La psychiatrie est pour nous dans le même état que l’était la prise en charge du cancer il y a vingt ans. Les malades étaient stigmatisés, on ne prononçait pas ce nom-là. Et puis l’État a fait un effort considérable.
« Pour que les familles s’y retrouvent, il faut un portail dédié », avance aussi Marion Leboyer, pour que chaque patient puisse trouver un praticien, comprendre son parcours de soin. « Dans un hôpital parisien, avance Danielle Messager, spécialiste santé de France Inter, il y avait 45 psychiatres il y a vingt ans, il y en a 24 aujourd’hui. »
« On a aussi besoin d’une psychiatrie spécialisée par pathologie », explique le professeur Leboyer, qui évoque un « point crucial » : « À cause des clivages entre médecine générale et médecine psychiatrique, il n’y a pas de prise en charge des patients. » Sur le soutien aux familles : les associations de patients demandent de créer « des consultations familiales, qu’elles fassent partie du dispositif de soins », ou encore « créer aussi le métier de pair aidant, des ex-malades qui peuvent témoigner du suivi du traitement », sans compter aussi « l’importance de l’aide de la prise en charge à domicile » ou de l’absence de psychiatrie en milieu rural, comme en témoigne un auditeur : « Il faut repenser l’articulation des soignants entre eux. »

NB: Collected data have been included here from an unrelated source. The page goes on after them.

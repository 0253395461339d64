// ABOUTME: Daily psychological support plan keyed by the relative training week and day
// ABOUTME: Schedules techniques, mood and Hamilton check-ins, and scores mood profiles and belief tests
//
// SPDX-License-Identifier: MIT OR Apache-2.0
// Copyright (c) 2025 ELSA Coaching

//! # Psychological Support
//!
//! The daily plan is looked up with the same relative (week, day) the
//! training calendar produces. Catalog content (questions, questionnaires)
//! is stored per (week, day); techniques and the mood and Hamilton check-ins
//! follow the fixed display tables below.
//!
//! Some tables list week 5. Relative weeks stop at 4, so those rows never
//! show; they are kept so the tables read the same as the program material.

use elsa_core::errors::{AppError, AppResult};
use elsa_core::models::{
    BeliefLevel, BorgEffortLevel, Feeling, HamiltonQuestion, MoodAnswer, PsychologicalQuestion,
    PsychologicalTechnique, Questionnaire, QuestionnaireKind, TechniqueType,
};
use serde::{Deserialize, Serialize};
use tracing::debug;

use crate::catalog::PsychologyCatalog;

/// Highest intensity of one irrational-beliefs answer
pub const MAX_BELIEF_INTENSITY: u8 = 6;

/// (week, day) pairs on which the mood-state check-in is shown
pub const MOOD_STATE_DAYS: [(u32, u32); 4] = [(2, 1), (3, 2), (4, 1), (5, 1)];

/// (week, day) pairs on which the Hamilton questionnaire is shown
pub const HAMILTON_DAYS: [(u32, u32); 4] = [(2, 2), (3, 1), (4, 2), (5, 2)];

/// (week, day) pairs on which techniques of `technique_type` are shown
#[must_use]
pub const fn technique_days(technique_type: TechniqueType) -> &'static [(u32, u32)] {
    match technique_type {
        TechniqueType::Respiration => &[(1, 3), (2, 6), (3, 3), (4, 6), (5, 6)],
        TechniqueType::Jacobson => &[(1, 4), (2, 3), (3, 5), (4, 3), (5, 3)],
        TechniqueType::Schultz => &[(1, 6), (2, 5), (3, 7), (4, 5), (5, 5)],
        TechniqueType::Haynes => &[(1, 7), (2, 7), (3, 4), (4, 7), (5, 7)],
        TechniqueType::Visualization => &[(1, 5), (2, 4), (3, 6), (4, 4), (5, 4)],
    }
}

/// Whether a technique of `technique_type` is shown on (week, day)
#[must_use]
pub fn technique_shows_on(technique_type: TechniqueType, week: u32, day: u32) -> bool {
    technique_days(technique_type).contains(&(week, day))
}

/// Feeling offered in the mood-state check-in
#[derive(Debug, Clone, Copy, Serialize, PartialEq, Eq)]
pub struct MoodStateOption {
    /// Feeling code
    pub feeling: Feeling,
    /// Display label
    pub label: &'static str,
}

/// Everything the psychological program shows on one day
#[derive(Debug, Clone, Default, Serialize, PartialEq)]
pub struct DailyPsychology {
    /// Reflection questions
    pub regular_questions: Vec<PsychologicalQuestion>,
    /// Irrational-beliefs test, if one is scheduled
    pub beliefs_questionnaire: Option<Questionnaire>,
    /// Psychological inventories
    pub inventories: Vec<Questionnaire>,
    /// Borg effort scale, always shown
    pub borg_scale: Vec<BorgEffortLevel>,
    /// Relaxation techniques scheduled today
    pub techniques: Vec<PsychologicalTechnique>,
    /// Mood-state options, empty unless the check-in is due
    pub mood_states: Vec<MoodStateOption>,
    /// Hamilton items, empty unless the questionnaire is due
    pub hamilton: Vec<HamiltonQuestion>,
}

/// Assemble the plan for a relative (week, day)
#[must_use]
pub fn daily_plan(week: u32, day: u32, catalog: &dyn PsychologyCatalog) -> DailyPsychology {
    let position = (week, day);
    let mood_states = if MOOD_STATE_DAYS.contains(&position) {
        Feeling::ALL
            .iter()
            .map(|feeling| MoodStateOption {
                feeling: *feeling,
                label: feeling.label(),
            })
            .collect()
    } else {
        Vec::new()
    };
    let hamilton = if HAMILTON_DAYS.contains(&position) {
        catalog.hamilton_questions().to_vec()
    } else {
        Vec::new()
    };

    let plan = DailyPsychology {
        regular_questions: catalog.questions_on(week, day),
        beliefs_questionnaire: catalog
            .questionnaires_on(QuestionnaireKind::IrrationalBeliefs, week, day)
            .into_iter()
            .next(),
        inventories: catalog.questionnaires_on(QuestionnaireKind::Inventory, week, day),
        borg_scale: catalog.borg_scale().to_vec(),
        techniques: catalog
            .techniques()
            .iter()
            .filter(|technique| technique_shows_on(technique.technique_type, week, day))
            .cloned()
            .collect(),
        mood_states,
        hamilton,
    };
    debug!(
        week,
        day,
        questions = plan.regular_questions.len(),
        techniques = plan.techniques.len(),
        mood_check_in = !plan.mood_states.is_empty(),
        hamilton = !plan.hamilton.is_empty(),
        "Assembled daily psychology plan"
    );
    plan
}

/// Mood factor a feeling contributes to
#[derive(Debug, Clone, Copy, Serialize, Deserialize, PartialEq, Eq, Hash)]
#[serde(rename_all = "snake_case")]
pub enum MoodFactor {
    /// Fatigue-inertia
    Fatigue,
    /// Confusion-bewilderment
    Confusion,
    /// Vigor-activity
    Vigor,
    /// Depression-dejection
    Depression,
    /// Anger-hostility
    Anger,
    /// Tension-anxiety
    Tension,
}

impl MoodFactor {
    /// Factor of `feeling`, if it is scored
    #[must_use]
    pub const fn of(feeling: Feeling) -> Option<Self> {
        match feeling {
            Feeling::Worn
            | Feeling::Apathetic
            | Feeling::Fatigued
            | Feeling::Exhausted
            | Feeling::Slow
            | Feeling::Tired
            | Feeling::Drained => Some(Self::Fatigue),

            Feeling::Confused
            | Feeling::UnableToConcentrate
            | Feeling::Confusing
            | Feeling::Bewildered
            | Feeling::Efficient
            | Feeling::Forgetful
            | Feeling::Uncertain => Some(Self::Confusion),

            Feeling::Dynamic
            | Feeling::Active
            | Feeling::Energetic
            | Feeling::Happy
            | Feeling::Alert
            | Feeling::Carefree
            | Feeling::Cheerful
            | Feeling::Vigorous => Some(Self::Vigor),

            Feeling::Unhappy
            | Feeling::Sorry
            | Feeling::Sad
            | Feeling::Blue
            | Feeling::Hopeless
            | Feeling::Unworthy
            | Feeling::Discouraged
            | Feeling::Alone
            | Feeling::Miserable
            | Feeling::Somber
            | Feeling::Desperate
            | Feeling::Defenseless
            | Feeling::Worthless
            | Feeling::Terrified
            | Feeling::Guilty => Some(Self::Depression),

            Feeling::Angry
            | Feeling::Furious
            | Feeling::Grumpy
            | Feeling::Malicious
            | Feeling::Upset
            | Feeling::Resentful
            | Feeling::Bitter
            | Feeling::FightReady
            | Feeling::Rebellious
            | Feeling::Cheated
            | Feeling::BadMood => Some(Self::Anger),

            Feeling::Tense
            | Feeling::Trembling
            | Feeling::Nervous
            | Feeling::Panicked
            | Feeling::Relaxed
            | Feeling::HardToHandle
            | Feeling::Restless
            | Feeling::Anxious => Some(Self::Tension),

            _ => None,
        }
    }
}

/// Factor totals of one mood questionnaire
#[derive(Debug, Clone, Copy, Default, Serialize, Deserialize, PartialEq, Eq)]
pub struct MoodProfile {
    /// Fatigue total
    pub fatigue: u32,
    /// Confusion total
    pub confusion: u32,
    /// Vigor total
    pub vigor: u32,
    /// Depression total
    pub depression: u32,
    /// Anger total
    pub anger: u32,
    /// Tension total
    pub tension: u32,
    /// Negative factors minus vigor; lower is better
    pub general_mood: i64,
}

/// Score one mood questionnaire
///
/// Reverse-scored feelings count with their normalized intensity; feelings
/// outside every factor are ignored.
#[must_use]
pub fn score_mood(answers: &[MoodAnswer]) -> MoodProfile {
    let mut profile = MoodProfile::default();
    for answer in answers {
        let points = u32::from(answer.normalized_intensity());
        match MoodFactor::of(answer.feeling) {
            Some(MoodFactor::Fatigue) => profile.fatigue += points,
            Some(MoodFactor::Confusion) => profile.confusion += points,
            Some(MoodFactor::Vigor) => profile.vigor += points,
            Some(MoodFactor::Depression) => profile.depression += points,
            Some(MoodFactor::Anger) => profile.anger += points,
            Some(MoodFactor::Tension) => profile.tension += points,
            None => {}
        }
    }
    let negative = profile.tension
        + profile.anger
        + profile.fatigue
        + profile.depression
        + profile.confusion;
    profile.general_mood = i64::from(negative) - i64::from(profile.vigor);
    profile
}

/// Result of an irrational-beliefs test
#[derive(Debug, Clone, Copy, Serialize, Deserialize, PartialEq, Eq)]
pub struct BeliefResult {
    /// Sum of answer intensities
    pub score: u32,
    /// Band containing the score, if any
    pub level: Option<BeliefLevel>,
}

/// Score an irrational-beliefs test from its answer intensities
///
/// # Errors
///
/// Returns `InvalidInput` for a questionnaire of another kind and
/// `ValueOutOfRange` for an intensity above 6
pub fn score_beliefs(questionnaire: &Questionnaire, intensities: &[u8]) -> AppResult<BeliefResult> {
    if questionnaire.kind != QuestionnaireKind::IrrationalBeliefs {
        return Err(AppError::invalid_input(format!(
            "questionnaire {} is not an irrational-beliefs test",
            questionnaire.id
        ))
        .with_resource_id(questionnaire.id.to_string()));
    }
    if let Some(intensity) = intensities.iter().find(|i| **i > MAX_BELIEF_INTENSITY) {
        return Err(AppError::out_of_range(format!(
            "belief intensity {intensity} above {MAX_BELIEF_INTENSITY}"
        )));
    }

    let score = intensities.iter().map(|i| u32::from(*i)).sum();
    Ok(BeliefResult {
        score,
        level: questionnaire
            .scales
            .iter()
            .find(|scale| scale.contains(score))
            .map(|scale| scale.level),
    })
}

#[cfg(test)]
mod tests {
    use super::*;
    use elsa_core::errors::ErrorCode;
    use elsa_core::models::BeliefScale;
    use uuid::Uuid;

    fn beliefs_test() -> Questionnaire {
        Questionnaire {
            id: Uuid::new_v4(),
            kind: QuestionnaireKind::IrrationalBeliefs,
            week: 1,
            day: 1,
            title: "Irrational beliefs".to_owned(),
            description: "Rate each idea".to_owned(),
            summary_description: "Lower is more irrational".to_owned(),
            questions: Vec::new(),
            scales: vec![
                BeliefScale {
                    level: BeliefLevel::VeryIrrational,
                    lower_limit: 3,
                    upper_limit: 10,
                },
                BeliefScale {
                    level: BeliefLevel::SomewhatRational,
                    lower_limit: 11,
                    upper_limit: 18,
                },
            ],
        }
    }

    #[test]
    fn test_every_technique_type_has_one_day_per_week() {
        for technique_type in [
            TechniqueType::Respiration,
            TechniqueType::Jacobson,
            TechniqueType::Schultz,
            TechniqueType::Haynes,
            TechniqueType::Visualization,
        ] {
            for week in 1..=4 {
                let days = (1..=7)
                    .filter(|day| technique_shows_on(technique_type, week, *day))
                    .count();
                assert_eq!(days, 1, "{technique_type:?} week {week}");
            }
        }
    }

    #[test]
    fn test_no_two_techniques_share_a_day() {
        for (week, day) in technique_days(TechniqueType::Respiration) {
            assert!(!technique_shows_on(TechniqueType::Jacobson, *week, *day));
            assert!(!technique_shows_on(TechniqueType::Haynes, *week, *day));
        }
    }

    #[test]
    fn test_mood_profile_reverse_scores_positive_items() {
        let answers = [
            MoodAnswer::new(Feeling::Tense, 3).unwrap(),
            MoodAnswer::new(Feeling::Relaxed, 4).unwrap(),
            MoodAnswer::new(Feeling::Efficient, 1).unwrap(),
            MoodAnswer::new(Feeling::Vigorous, 2).unwrap(),
            MoodAnswer::new(Feeling::Friendly, 4).unwrap(),
        ];
        let profile = score_mood(&answers);
        assert_eq!(profile.tension, 3);
        assert_eq!(profile.confusion, 3);
        assert_eq!(profile.vigor, 2);
        assert_eq!(profile.general_mood, 4);
    }

    #[test]
    fn test_general_mood_can_go_negative() {
        let answers = [
            MoodAnswer::new(Feeling::Energetic, 4).unwrap(),
            MoodAnswer::new(Feeling::Happy, 4).unwrap(),
            MoodAnswer::new(Feeling::Tired, 1).unwrap(),
        ];
        assert_eq!(score_mood(&answers).general_mood, -7);
    }

    #[test]
    fn test_belief_score_maps_to_scale() {
        let result = score_beliefs(&beliefs_test(), &[2, 3, 4]).unwrap();
        assert_eq!(result.score, 9);
        assert_eq!(result.level, Some(BeliefLevel::VeryIrrational));

        let outside = score_beliefs(&beliefs_test(), &[6, 6, 6, 6]).unwrap();
        assert_eq!(outside.level, None);
    }

    #[test]
    fn test_belief_intensity_above_scale_rejected() {
        let error = score_beliefs(&beliefs_test(), &[7]).unwrap_err();
        assert_eq!(error.code, ErrorCode::ValueOutOfRange);
    }

    #[test]
    fn test_inventory_cannot_be_scored_as_beliefs() {
        let mut inventory = beliefs_test();
        inventory.kind = QuestionnaireKind::Inventory;
        let error = score_beliefs(&inventory, &[1]).unwrap_err();
        assert_eq!(error.code, ErrorCode::InvalidInput);
    }
}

Le Pr Marion Leboyer est professeur de psychiatrie de l’Université Paris Est Créteil, responsable du pôle de psychiatrie et addictologie des Hôpitaux Universitaires Henri Mondor et directeur du laboratoire de psychiatrie génétique (équipe 15) Institut Mondor de recherches biomédicales (Inserm U955). Depuis 2007, elle dirige la Fondation FondaMental, fondation de coopération scientifique dédiée à la lutte contre les maladies mentales, créée à l’initiative du Ministère de l’enseignement supérieur et de la recherche. Elle est également membre représentant la psychiatrie aux ITMO (Instituts thématiques multi-organismes) neurosciences, cognition, neurologie et psychiatrie [AVIESAN (Alliance nationale pour les sciences de la vie et de la santé) : Inserm, Cnrs, Cea, Inria].